In CSC layout, the matrix would be stored as follows:

column pointers = [0, 1,    3,       6, 7]
row indices     = [1, 0, 2, 0, 1, 2, 0]
values          = [1.0, 2.0, 3.0, 4.0, 5.0, 6.0, 7.0]

In CSR layout, it would be stored as follows:

row pointers    = [0,       3,    5,    7]
column indices  = [1, 2, 3, 0, 2, 1, 2]
values          = [2.0, 4.0, 7.0, 1.0, 5.0, 3.0, 6.0]

CSC matrices require the row indices in each column to be sorted and contain no duplicates, and matrices created by faer will respect that unless otherwise specified. The same is true for CSR matrices.
Some algorithms specifically don't strictly require sorted indices, such as the matrix decomposition algorithms. In which case faer provides an escape hatch for users that wish to avoid the overhead of sorting their input data.

The simplest way to create sparse matrices is to use the SparseColMat::try_new_from_triplets (or SparseRowMat::try_new_from_triplets) constructor, which takes as input a potentially unsorted list of tuples containing the row index, column index and numerical value of each entry. Entries with the same row and column indices are added together. SparseColMat::try_new_from_nonnegative_triplets can also be used, which skips entries containins a negative row or column index.

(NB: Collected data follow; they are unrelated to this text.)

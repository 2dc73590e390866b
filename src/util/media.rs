use crate::data::config::AudioConfig;
use crate::state::scroll::Mode;

/// Sink for the camera's closeness to the screen, `0` far to `1` at the glass.
pub trait ProximityOutput {
    fn set_proximity(&mut self, proximity: f32);
}

/// Play/pause control over a card's media.
pub trait MediaControl {
    fn play(&mut self);
    fn pause(&mut self);
    fn is_playing(&self) -> bool;

    fn toggle(&mut self) {
        if self.is_playing() {
            self.pause();
        } else {
            self.play();
        }
    }
}

/// Map proximity to an output gain.
pub fn proximity_gain(cfg: &AudioConfig, mode: Mode, proximity: f32) -> f32 {
    let p = match mode {
        Mode::Spiral => cfg.spiral_proximity,
        _ => proximity.clamp(0.0, 1.0),
    };
    cfg.min_gain + (cfg.max_gain - cfg.min_gain) * p
}

#[cfg(test)]
mod tests {
    use super::*;

    struct Recorder(Vec<f32>);

    impl ProximityOutput for Recorder {
        fn set_proximity(&mut self, proximity: f32) {
            self.0.push(proximity);
        }
    }

    #[derive(Default)]
    struct Clip {
        playing: bool,
    }

    impl MediaControl for Clip {
        fn play(&mut self) {
            self.playing = true;
        }
        fn pause(&mut self) {
            self.playing = false;
        }
        fn is_playing(&self) -> bool {
            self.playing
        }
    }

    #[test]
    fn gain_spans_configured_range() {
        let cfg = AudioConfig::default();
        assert_eq!(proximity_gain(&cfg, Mode::Intro, 0.0), cfg.min_gain);
        assert_eq!(proximity_gain(&cfg, Mode::Intro, 1.0), cfg.max_gain);
        assert_eq!(proximity_gain(&cfg, Mode::Intro, 7.0), cfg.max_gain);
        let spiral = proximity_gain(&cfg, Mode::Spiral, 1.0);
        assert!(spiral > cfg.min_gain && spiral < cfg.max_gain);
    }

    #[test]
    fn trait_objects_receive_values() {
        let mut rec = Recorder(Vec::new());
        let out: &mut dyn ProximityOutput = &mut rec;
        out.set_proximity(0.25);
        assert_eq!(rec.0, vec![0.25]);

        let mut clip = Clip::default();
        clip.toggle();
        assert!(clip.is_playing());
        clip.toggle();
        assert!(!clip.is_playing());
    }
}
use anyhow::{Context, anyhow};
use bevy::asset::{AssetLoader, LoadContext, LoadState as AssetLoadState, UntypedAssetId, io::Reader};
use bevy::audio::{AudioPlayer, AudioSource, PlaybackSettings};
use bevy::log::{info, warn};
use bevy::prelude::*;
use screen_reveal::ScenePackage;
use screen_reveal::model::build_cards;
use screen_reveal::util::lifetime::LiveToken;
use screen_reveal::util::loads::{LoadGraph, ReadyStep};
use std::sync::Arc;

use crate::media::AmbienceAudio;
use crate::overlay::spawn_caption;
use crate::spawn::{RevealEntities, spawn_cards};
use crate::{RevealDiagnostics, RevealLifetime, RevealPackage, RevealState};

#[derive(Resource, Clone)]
pub(crate) struct PackageHandle(pub Handle<ScenePackageAsset>);

#[derive(Asset, TypePath, Clone)]
pub struct ScenePackageAsset(pub Arc<ScenePackage>);

#[derive(Default)]
pub(crate) struct ScenePackageLoader;

impl AssetLoader for ScenePackageLoader {
    type Asset = ScenePackageAsset;
    type Settings = ();
    type Error = anyhow::Error;

    fn load(
        &self,
        reader: &mut dyn Reader,
        _settings: &Self::Settings,
        load_context: &mut LoadContext<'_>,
    ) -> impl bevy::tasks::ConditionalSendFuture<Output = Result<Self::Asset, Self::Error>> {
        async move {
            let mut config_bytes: Vec<u8> = Vec::new();
            reader.read_to_end(&mut config_bytes).await?;
            let stem = load_context
                .path()
                .file_stem()
                .and_then(|s| s.to_str())
                .ok_or_else(|| anyhow!("scene config missing stem"))?;
            let base = stem.strip_suffix(".reveal").unwrap_or(stem);
            let carousel_path = load_context
                .path()
                .with_file_name(format!("{base}.carousel.json"));
            let carousel_bytes: Vec<u8> = load_context
                .read_asset_bytes(carousel_path.clone())
                .await
                .with_context(|| format!("reading companion {:?}", carousel_path))?;
            let package = ScenePackage::from_bytes(&config_bytes, &carousel_bytes)?;
            Ok(ScenePackageAsset(Arc::new(package)))
        }
    }

    fn extensions(&self) -> &[&str] {
        &["reveal.json"]
    }
}

pub(crate) fn hydrate_package_asset(
    mut commands: Commands,
    handle: Option<Res<PackageHandle>>,
    assets: Res<Assets<ScenePackageAsset>>,
    asset_server: Res<AssetServer>,
    mut diagnostics: ResMut<RevealDiagnostics>,
) {
    let Some(handle) = handle else { return };
    if let Some(asset) = assets.get(&handle.0) {
        commands.insert_resource(RevealPackage(asset.0.clone()));
        commands.remove_resource::<PackageHandle>();
    } else if let AssetLoadState::Failed(err) = asset_server.load_state(&handle.0) {
        error!("screen reveal: scene package failed to load: {err}");
        diagnostics.errors.push(format!("scene package: {err}"));
        commands.remove_resource::<PackageHandle>();
    }
}

#[derive(Clone, Copy, Debug, PartialEq, Eq, Hash)]
pub enum AssetKey {
    Font,
    Poster(usize),
    Ambience,
}

/// Construction that waits on one or more assets.
#[derive(Clone, Copy, Debug, PartialEq, Eq)]
pub enum BuildStep {
    Cards,
    Caption,
    Poster(usize),
    Ambience,
}

/// Outstanding asset loads and the steps gated on them.
#[derive(Resource)]
pub struct RevealLoads {
    graph: LoadGraph<BuildStep, AssetKey>,
    pending: Vec<(AssetKey, UntypedAssetId)>,
    font: Option<Handle<Font>>,
    posters: Vec<Option<Handle<Image>>>,
    ambience: Option<Handle<AudioSource>>,
    token: LiveToken,
}

impl RevealLoads {
    pub fn font(&self) -> Option<&Handle<Font>> {
        self.font.as_ref()
    }

    pub fn poster(&self, index: usize) -> Option<&Handle<Image>> {
        self.posters.get(index).and_then(Option::as_ref)
    }

    pub fn is_settled(&self) -> bool {
        self.graph.is_settled()
    }

    /// Resolve finished loads and hand back the steps they release. Returns
    /// `None` once the scene has been torn down, leaving everything untouched.
    fn poll(
        &mut self,
        state_of: impl Fn(UntypedAssetId) -> AssetLoadState,
    ) -> Option<Vec<ReadyStep<BuildStep, AssetKey>>> {
        let token = self.token.clone();
        token.guard(|| {
            let mut ready = self.graph.drain_ready();
            let mut still_pending = Vec::new();
            for (key, id) in std::mem::take(&mut self.pending) {
                match state_of(id) {
                    AssetLoadState::Loaded => ready.extend(self.graph.resolve(key, true)),
                    AssetLoadState::Failed(err) => {
                        warn!("screen reveal: {key:?} failed to load: {err}");
                        ready.extend(self.graph.resolve(key, false));
                    }
                    _ => still_pending.push((key, id)),
                }
            }
            self.pending = still_pending;
            ready
        })
    }
}

pub(crate) fn begin_loads(
    mut commands: Commands,
    state: Res<RevealState>,
    asset_server: Res<AssetServer>,
    lifetime: Res<RevealLifetime>,
) {
    let config = state.director.config();
    let mut graph = LoadGraph::new();
    let mut pending = Vec::new();

    let font = config.assets.font.as_ref().map(|path| {
        let handle: Handle<Font> = asset_server.load(path.clone());
        pending.push((AssetKey::Font, handle.id().untyped()));
        handle
    });
    let font_deps: Vec<AssetKey> = font.iter().map(|_| AssetKey::Font).collect();
    graph.add_step(BuildStep::Cards, font_deps.clone());
    graph.add_step(BuildStep::Caption, font_deps.clone());

    let posters: Vec<Option<Handle<Image>>> = state
        .director
        .items()
        .iter()
        .map(|item| {
            item.video.as_ref().map(|path| {
                let handle: Handle<Image> = asset_server.load(path.clone());
                pending.push((AssetKey::Poster(item.index), handle.id().untyped()));
                graph.add_step(
                    BuildStep::Poster(item.index),
                    font_deps
                        .iter()
                        .copied()
                        .chain([AssetKey::Poster(item.index)]),
                );
                handle
            })
        })
        .collect();

    let ambience = config.assets.ambience.as_ref().map(|path| {
        let handle: Handle<AudioSource> = asset_server.load(path.clone());
        pending.push((AssetKey::Ambience, handle.id().untyped()));
        graph.add_step(BuildStep::Ambience, [AssetKey::Ambience]);
        handle
    });

    info!("screen reveal: waiting on {} asset loads", pending.len());
    commands.insert_resource(RevealLoads {
        graph,
        pending,
        font,
        posters,
        ambience,
        token: lifetime.0.token(),
    });
}

#[allow(clippy::too_many_arguments)]
pub(crate) fn track_loads(
    mut commands: Commands,
    mut loads: ResMut<RevealLoads>,
    asset_server: Res<AssetServer>,
    state: Res<RevealState>,
    entities: Option<ResMut<RevealEntities>>,
    mut meshes: ResMut<Assets<Mesh>>,
    mut materials: ResMut<Assets<StandardMaterial>>,
    mut diagnostics: ResMut<RevealDiagnostics>,
) {
    let Some(mut entities) = entities else { return };
    if loads.is_settled() {
        return;
    }
    let Some(ready) = loads.poll(|id| asset_server.load_state(id)) else {
        return;
    };

    for ready in ready {
        if ready.degraded() {
            warn!(
                "screen reveal: {:?} running without {:?}",
                ready.step, ready.failed
            );
        }
        let font = if ready.failed.contains(&AssetKey::Font) {
            None
        } else {
            loads.font().cloned()
        };
        let step = ready.step;
        match step {
            BuildStep::Cards => {
                match build_cards(state.director.items(), &state.director.config().helix) {
                    Ok(cards) => spawn_cards(
                        &mut commands,
                        &mut meshes,
                        &mut materials,
                        &mut entities,
                        &cards,
                    ),
                    Err(err) => {
                        error!("screen reveal: building cards failed: {err:#}");
                        diagnostics.errors.push(format!("{err:#}"));
                    }
                }
            }
            BuildStep::Caption => spawn_caption(&mut commands, font),
            BuildStep::Poster(index) => {
                if ready.failed.contains(&AssetKey::Poster(index)) {
                    continue;
                }
                let poster = loads.poster(index).cloned();
                if let (Some(card), Some(poster)) =
                    (entities.cards.iter_mut().find(|c| c.index == index), poster)
                {
                    if let Some(material) = materials.get_mut(&card.poster_material) {
                        material.base_color = Color::WHITE;
                        material.base_color_texture = Some(poster.clone());
                    }
                    card.poster = Some(poster);
                }
            }
            BuildStep::Ambience => {
                if !ready.degraded()
                    && let Some(handle) = loads.ambience.clone()
                {
                    commands.spawn((
                        Name::new("ambience"),
                        AmbienceAudio,
                        AudioPlayer::new(handle),
                        PlaybackSettings::LOOP,
                    ));
                }
            }
        }
    }
}

#[cfg(test)]
mod tests {
    use super::*;
    use screen_reveal::util::lifetime::SceneLifetime;

    fn font_only_loads(lifetime: &SceneLifetime) -> RevealLoads {
        let font: Handle<Font> = Handle::default();
        let mut graph = LoadGraph::new();
        graph.add_step(BuildStep::Caption, [AssetKey::Font]);
        RevealLoads {
            graph,
            pending: vec![(AssetKey::Font, font.id().untyped())],
            font: Some(font),
            posters: Vec::new(),
            ambience: None,
            token: lifetime.token(),
        }
    }

    #[test]
    fn finished_font_releases_the_caption() {
        let lifetime = SceneLifetime::new();
        let mut loads = font_only_loads(&lifetime);

        let waiting = loads.poll(|_| AssetLoadState::Loading).unwrap_or_default();
        assert!(waiting.is_empty());
        assert_eq!(loads.pending.len(), 1);

        let ready = loads.poll(|_| AssetLoadState::Loaded).unwrap_or_default();
        assert_eq!(ready.len(), 1);
        assert_eq!(ready[0].step, BuildStep::Caption);
        assert!(!ready[0].degraded());
        assert!(loads.is_settled());
        assert!(loads.pending.is_empty());
    }

    #[test]
    fn loads_finishing_after_teardown_are_dropped() {
        let lifetime = SceneLifetime::new();
        let mut loads = font_only_loads(&lifetime);
        lifetime.teardown();
        assert!(loads.poll(|_| AssetLoadState::Loaded).is_none());
        assert!(!loads.is_settled());
        assert_eq!(loads.pending.len(), 1);
    }
}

For problems where the sparsity pattern doesn't change as often as the numerical values, the symbolic and numeric parts can be decoupled using SymbolicSparseColMat::try_new_from_indices (or SymbolicSparseColMat::try_new_from_nonnegative_indices) along with SparseColMat::new_from_order_and_values.

use faer::sparse::*;

let a = SparseColMat::<usize, f64>::try_new_from_triplets(
    3,
    4,
    &[
        (1, 0, 1.0),
        (0, 1, 2.0),
        (2, 1, 3.0),
        (0, 2, 4.0),
        (1, 2, 5.0),
        (2, 2, 6.0),
        (0, 3, 7.0),
    ],
);

let a = match a {
    Ok(a) => a,
    Err(err) => match err {
        CreationError::Generic(err) => return Err(err),
        CreationError::OutOfBounds { row, col } => {
            panic!("some of the provided indices exceed the size of the matrix.")
        }
    },
};

In the case where users want to create their matrix directly from the components, SymbolicSparseColMat::new_checked, SymbolicSparseColMat::new_unsorted_checked or SymbolicSparseColMat::new_unchecked can be used to respectively create a matrix after checking that it satisfies the validity requirements, creating a matrix after skipping the sorted indices requirement, or skipping all checks altogether.

Just like dense matrices, sparse matrices also come in three variants. An owning kind (SparseColMat), a reference kind (SparseColMatRef) and a mutable reference kind (SparseColMatMut).

Note that mutable sparse matrix views do not allow modifying the sparsity structure. Only the numerical values are modifiable through mutable views.